“Who gets the kids?”
When a man accepts that he’s no longer in an active relationship with his spouse, the most common questions this single father has to deal with involve custody of the children.
Where will the kids stay? With whom will they stay? How much time will each parent be allowed to spend with them?
The answers are simpler for a widower: The kids will stay and live with you.
But for other single fathers, child custody is a highly complicated and stressful issue.
I was lucky that custody of my children was never an issue when my ex-wife and I split up.
In the early days of working on the annulment, some harsh words were used, which gave me doubts about the future.
A few well-meaning friends advised me to sue for child custody in case my ex would beat me to it. We had agreed to shared custody, but I decided to be prepared in case she had her own set of friends giving her contrary advice.
Being kept informed by lawyers and family counselors gave me some sense of control, and reduced the stress I felt due to the changes happening in my life.
Child custody has different categories.
Two important terms you may come across are Legal Custody and Physical Custody.
It is important that a single father is aware of the difference, so that he does not end up with unfair settlement.
The parent who holds Legal Custody will be legally responsible for decisions regarding the children’s welfare, health and education. The parent with Physical Custody lives with the children.
There are alternatives within these two broad categories. Common alternatives include:
Primary or Sole Custody (or sometimes Complete Custody): One parent has almost complete physical and legal custody of the kids. The noncustodial parent is given limited access to the children.
Parenting author Armin A. Brott prefers to use the term “access” over “visitation,” stressing that a noncustodial parent remains a parent and is not a visitor in his children’s lives.
Alternating Custody (also called Divided Custody): Here, the children shuttle between you and your ex-spouse for certain periods (sometimes every three or four months). This option can be stressful for the kids because it is hard to maintain a sense of consistency in their routines, according to dad’s way or mom’s way.
This is rarely used and may be successful only if both exes’ homes are in close proximity so that the constant shifting does not disrupt the kids’ school and social schedules.
Joint Custody: This is the option my ex and I agreed on. The father and mother can have joint physical custody, joint legal custody or even both at the same time.
In theory, the word “joint” means that both parents have equal rights and responsibilities, but it is common that one of their homes becomes the primary residence where the children will actually live more than half of the time.
My kids lived in whoever’s house was nearer to school. In the beginning they stayed with me. They later moved when their mother rented a house just a block away from the school.
Then in college, they stayed in either house, depending on the convenience.
Split Custody: One child lives with you while the other(s) lives with your ex. You may be given some scheduled, limited access to the child not staying with you. This option should be used only when both parents agree honestly that it is best for the children.
It is cruel for kids to be separated from each other just because the parents cannot work together like adults.
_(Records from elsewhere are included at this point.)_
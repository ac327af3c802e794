//! Configuration file paths

use std::io;
use std::path::PathBuf;

const APP_NAME: &str = "stacktest";

/// Get the configuration directory path
///
/// Uses the directories crate for platform-appropriate locations:
/// - Linux: `~/.config/stacktest/`
/// - macOS: `~/Library/Application Support/stacktest/`
/// - Windows: `%APPDATA%\stacktest\`
pub fn config_dir() -> Option<PathBuf> {
    directories::ProjectDirs::from("", "", APP_NAME)
        .map(|dirs| dirs.config_dir().to_path_buf())
}

/// Get the path to the configuration file
pub fn config_path() -> Option<PathBuf> {
    config_dir().map(|dir| dir.join("config.toml"))
}

/// Ensure the configuration directory exists
pub fn ensure_config_dir() -> io::Result<Option<PathBuf>> {
    if let Some(dir) = config_dir() {
        if !dir.exists() {
            std::fs::create_dir_all(&dir)?;
        }
        Ok(Some(dir))
    } else {
        Ok(None)
    }
}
Bird’s Nest: The kids stay in one place while the parents move in and out of the house on an agreed upon schedule. You and your ex must have your own places to live in when it is not your turn in the house.
This option allows consistency in the kids’ lives with respect to having a regular travel schedule to school, and not having to pack and unpack belongings when moving between residences. It needs plenty of cooperation and rules between the parents.
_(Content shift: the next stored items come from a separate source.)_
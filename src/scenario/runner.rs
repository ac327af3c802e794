//! Scenario runner implementation
//!
//! Executes a YAML scenario: provision the stack with retries, assert the
//! declared outputs against the expected fixtures, and always tear the
//! workspace down, whatever the earlier outcome.

use std::path::Path;

use colored::Colorize;

use crate::assert::assert_outputs_equal;
use crate::common::config::Config;
use crate::common::{Error, Result};
use crate::output::OutputValue;
use crate::terraform::{Options, Workspace};

use super::config::{OutputAssertion, ScenarioConfig};

/// Result of a scenario run
#[derive(Debug)]
pub struct ScenarioResult {
    pub name: String,
    pub passed: bool,
    pub checks_run: usize,
    pub checks_total: usize,
    pub error: Option<String>,
}

/// Run a test scenario from a YAML file
pub async fn run_scenario(path: &Path, verbose: bool) -> Result<ScenarioResult> {
    let content = std::fs::read_to_string(path).map_err(|e| {
        Error::Scenario(format!(
            "Failed to read scenario '{}': {}",
            path.display(),
            e
        ))
    })?;

    let scenario: ScenarioConfig = serde_yaml::from_str(&content)
        .map_err(|e| Error::Scenario(format!("Failed to parse scenario: {}", e)))?;

    let checks_total = scenario.outputs.len();

    println!(
        "\n{} {}",
        "Running Scenario:".blue().bold(),
        scenario.name.white().bold()
    );

    if let Some(desc) = &scenario.description {
        println!("  {}", desc.dimmed());
    }

    // Resolve the infrastructure dir relative to the scenario file
    let scenario_dir = path.parent().unwrap_or(Path::new("."));
    let options = build_options(&scenario, scenario_dir)?;

    if verbose {
        println!(
            "  dir: {}",
            options.terraform_dir.display().to_string().dimmed()
        );
        println!(
            "  retries: {} every {:?}",
            options.max_retries, options.time_between_retries
        );
    }

    let workspace = if scenario.terraform.copy_to_temp {
        Workspace::copy_to_temp(options)?
    } else {
        Workspace::new(options)?
    };

    // Provision
    println!("\n{}", "Provisioning:".cyan());
    if let Err(e) = workspace.init_and_apply().await {
        println!("  {} init and apply: {}", "✗".red(), e);
        let result = failed(&scenario, 0, checks_total, e);
        teardown(workspace).await;
        return Ok(result);
    }
    println!("  {} init and apply", "✓".green());

    // Assert outputs
    println!("\n{}", "Checks:".cyan());
    for (i, assertion) in scenario.outputs.iter().enumerate() {
        let check_num = i + 1;
        match execute_check(&workspace, assertion).await {
            Ok(()) => {
                println!(
                    "  {} Check {}: output '{}'",
                    "✓".green(),
                    check_num,
                    assertion.output.dimmed()
                );
            }
            Err(e) => {
                println!("  {} Check {}: {}", "✗".red(), check_num, e);
                let result = failed(&scenario, check_num, checks_total, e);
                teardown(workspace).await;
                return Ok(result);
            }
        }
    }

    // Teardown failures fail an otherwise green scenario
    if let Some(e) = teardown(workspace).await {
        return Ok(failed(&scenario, checks_total, checks_total, e));
    }

    println!(
        "\n{} {}\n",
        "✓".green().bold(),
        "Scenario Passed".green().bold()
    );

    Ok(ScenarioResult {
        name: scenario.name,
        passed: true,
        checks_run: checks_total,
        checks_total,
        error: None,
    })
}

/// Evaluate one output assertion through the canonical-encoding comparison
async fn execute_check(workspace: &Workspace, assertion: &OutputAssertion) -> Result<()> {
    let actual = workspace.read_output(&assertion.output).await?;
    assert_outputs_equal(actual, OutputValue::from(&assertion.equals))
}

/// Destroy the workspace, logging rather than masking earlier failures
async fn teardown(workspace: Workspace) -> Option<Error> {
    match workspace.destroy().await {
        Ok(_) => {
            println!("  {} destroy", "✓".green());
            None
        }
        Err(e) => {
            tracing::error!(error = %e, "destroy failed");
            println!("  {} destroy: {}", "✗".red(), e);
            Some(e)
        }
    }
}

fn failed(
    scenario: &ScenarioConfig,
    checks_run: usize,
    checks_total: usize,
    error: Error,
) -> ScenarioResult {
    ScenarioResult {
        name: scenario.name.clone(),
        passed: false,
        checks_run,
        checks_total,
        error: Some(error.to_string()),
    }
}

/// Build invocation options from the scenario block plus config-file defaults
fn build_options(scenario: &ScenarioConfig, scenario_dir: &Path) -> Result<Options> {
    let dir = if scenario.terraform.dir.is_relative() {
        scenario_dir.join(&scenario.terraform.dir)
    } else {
        scenario.terraform.dir.clone()
    };

    let config = Config::load()?;
    let mut options = Options::new(dir);
    options.max_retries = scenario.retry.max_retries;
    if let Some(delay) = scenario.retry.delay_secs {
        options.time_between_retries = std::time::Duration::from_secs(delay);
    }
    options.retryable_errors = scenario.retry.signatures.clone();
    // config defaults fill the budget first so the built-in signature merge
    // does not shadow a configured one
    options = options.with_config_defaults(&config);
    if scenario.retry.use_default_signatures {
        options = options.with_default_retryable_errors();
    }

    for (name, value) in &scenario.terraform.vars {
        let json = serde_json::to_value(value).map_err(|e| {
            Error::Scenario(format!("Variable '{}' is not JSON-typed: {}", name, e))
        })?;
        options.vars.insert(name.clone(), json);
    }
    options.var_files = scenario
        .terraform
        .var_files
        .iter()
        .map(|f| {
            if f.is_relative() {
                scenario_dir.join(f)
            } else {
                f.clone()
            }
        })
        .collect();

    Ok(options)
}

#[cfg(test)]
mod tests {
    use super::*;

    fn parse(yaml: &str) -> ScenarioConfig {
        serde_yaml::from_str(yaml).unwrap()
    }

    #[test]
    fn test_build_options_resolves_relative_paths() {
        let scenario = parse(
            r#"
name: t
terraform:
  dir: infra
  var_files: [varfile.tfvars]
outputs: []
"#,
        );
        let options = build_options(&scenario, Path::new("/scenarios")).unwrap();
        assert_eq!(options.terraform_dir, Path::new("/scenarios/infra"));
        assert_eq!(options.var_files[0], Path::new("/scenarios/varfile.tfvars"));
    }

    #[test]
    fn test_build_options_merges_default_signatures() {
        let scenario = parse(
            r#"
name: t
terraform:
  dir: infra
retry:
  max_retries: 2
  signatures:
    ".*rate limited.*": "api rate limit"
outputs: []
"#,
        );
        let options = build_options(&scenario, Path::new("/")).unwrap();
        assert_eq!(options.max_retries, 2);
        assert!(options.retryable_errors.contains_key(".*rate limited.*"));
        assert!(options
            .retryable_errors
            .contains_key(".*connection reset by peer.*"));
    }

    #[test]
    fn test_build_options_can_opt_out_of_defaults() {
        let scenario = parse(
            r#"
name: t
terraform:
  dir: infra
retry:
  use_default_signatures: false
outputs: []
"#,
        );
        let options = build_options(&scenario, Path::new("/")).unwrap();
        assert!(!options
            .retryable_errors
            .contains_key(".*connection reset by peer.*"));
    }
}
Agreements have to be made on bill payments because it involves maintaining three residences. My ex and I actually tried this in the last years of the kids’ high school. I found a house next to the school, which proved convenient.
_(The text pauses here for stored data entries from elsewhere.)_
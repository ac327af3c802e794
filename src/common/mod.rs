//! Common utilities shared across the harness

pub mod config;
pub mod error;
pub mod logging;
pub mod paths;

pub use error::{Error, Result};
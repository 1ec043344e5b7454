use serde::Serialize;
use sha2::{Digest, Sha256};

/// Build the cache key for a request.
///
/// The key covers the endpoint path and the full serialized options, so
/// requests that differ in headers or body never share an entry.
pub fn cache_key<T: Serialize>(endpoint: &str, options: &T) -> String {
  let serialized = serde_json::to_string(options).unwrap_or_default();
  let input = format!("{}-{}", endpoint, serialized);

  // SHA256 hash for stable, fixed-length keys
  let mut hasher = Sha256::new();
  hasher.update(input.as_bytes());
  hex::encode(hasher.finalize())
}
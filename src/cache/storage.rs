//! Cache storage trait and in-memory implementation.

use chrono::{DateTime, Utc};
use color_eyre::{eyre::eyre, Result};
use serde_json::Value;
use std::collections::HashMap;
use std::sync::Mutex;

/// A cached response body and the moment it was fetched.
#[derive(Debug, Clone, PartialEq)]
pub struct CacheEntry {
  pub payload: Value,
  pub cached_at: DateTime<Utc>,
}

impl CacheEntry {
  pub fn new(payload: Value) -> Self {
    Self {
      payload,
      cached_at: Utc::now(),
    }
  }
}

/// Trait for cache storage backends.
pub trait CacheStorage: Send + Sync {
  fn get(&self, key: &str) -> Result<Option<CacheEntry>>;

  /// Insert an entry, replacing any previous entry for the key.
  fn insert(&self, key: &str, entry: CacheEntry) -> Result<()>;

  fn remove(&self, key: &str) -> Result<()>;

  fn clear(&self) -> Result<()>;

  fn len(&self) -> Result<usize>;
}

/// Storage implementation that doesn't cache anything.
/// Used when caching is disabled - all operations are no-ops.
pub struct NoopStorage;

impl CacheStorage for NoopStorage {
  fn get(&self, _key: &str) -> Result<Option<CacheEntry>> {
    Ok(None) // Always miss
  }

  fn insert(&self, _key: &str, _entry: CacheEntry) -> Result<()> {
    Ok(()) // Discard
  }

  fn remove(&self, _key: &str) -> Result<()> {
    Ok(())
  }

  fn clear(&self) -> Result<()> {
    Ok(())
  }

  fn len(&self) -> Result<usize> {
    Ok(0)
  }
}

/// Process-wide map of cached responses.
#[derive(Default)]
pub struct MemoryStorage {
  entries: Mutex<HashMap<String, CacheEntry>>,
}

impl MemoryStorage {
  pub fn new() -> Self {
    Self::default()
  }
}

impl CacheStorage for MemoryStorage {
  fn get(&self, key: &str) -> Result<Option<CacheEntry>> {
    let entries = self
      .entries
      .lock()
      .map_err(|e| eyre!("Lock poisoned: {}", e))?;
    Ok(entries.get(key).cloned())
  }

  fn insert(&self, key: &str, entry: CacheEntry) -> Result<()> {
    let mut entries = self
      .entries
      .lock()
      .map_err(|e| eyre!("Lock poisoned: {}", e))?;
    entries.insert(key.to_string(), entry);
    Ok(())
  }

  fn remove(&self, key: &str) -> Result<()> {
    let mut entries = self
      .entries
      .lock()
      .map_err(|e| eyre!("Lock poisoned: {}", e))?;
    entries.remove(key);
    Ok(())
  }

  fn clear(&self) -> Result<()> {
    let mut entries = self
      .entries
      .lock()
      .map_err(|e| eyre!("Lock poisoned: {}", e))?;
    entries.clear();
    Ok(())
  }

  fn len(&self) -> Result<usize> {
    let entries = self
      .entries
      .lock()
      .map_err(|e| eyre!("Lock poisoned: {}", e))?;
    Ok(entries.len())
  }
}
1) Serial Custody: You or your ex gets legal and/or physical custody for a number of years, then you switch. This is sometimes used when you want your teenage kids to stay with a same-sex parent.
The noncustodial parent MUST maintain regular visitations with his children because they need an ongoing relationship with both of you—not one at a time.
2) Third Party Custody: Someone else (grandparents or your or your ex’s sibling) has custody of your children. This is usually decided when a judge deems that you and your wife are incapable of taking care of your children or pose danger to them.
3) Combinations. Almost anything is possible: joint legal custody but with sole physical custody, 50-50 physical but sole legal, etc.
When splitting couples cannot make custody arrangements between themselves, a judge steps in to make the decision—and for fathers, the results are usually devastating.
Eighty-five percent of the time mothers get sole physical custody while fathers get visitation rights that may only be one-fifth of the child’s time.
Newly single dads, do not despair. Most of the time, splitting couples do the smart thing and make a workable arrangement for child custody.
They may arrive at it themselves or use a mediator or their lawyers. This happens when egos and personal pride are set aside.
Gaining custody of the children should not be used to hurt your ex or maintain your image in society. Make your custody decisions because you love your kids.
The case for custody should always be based on what is truly best for the children.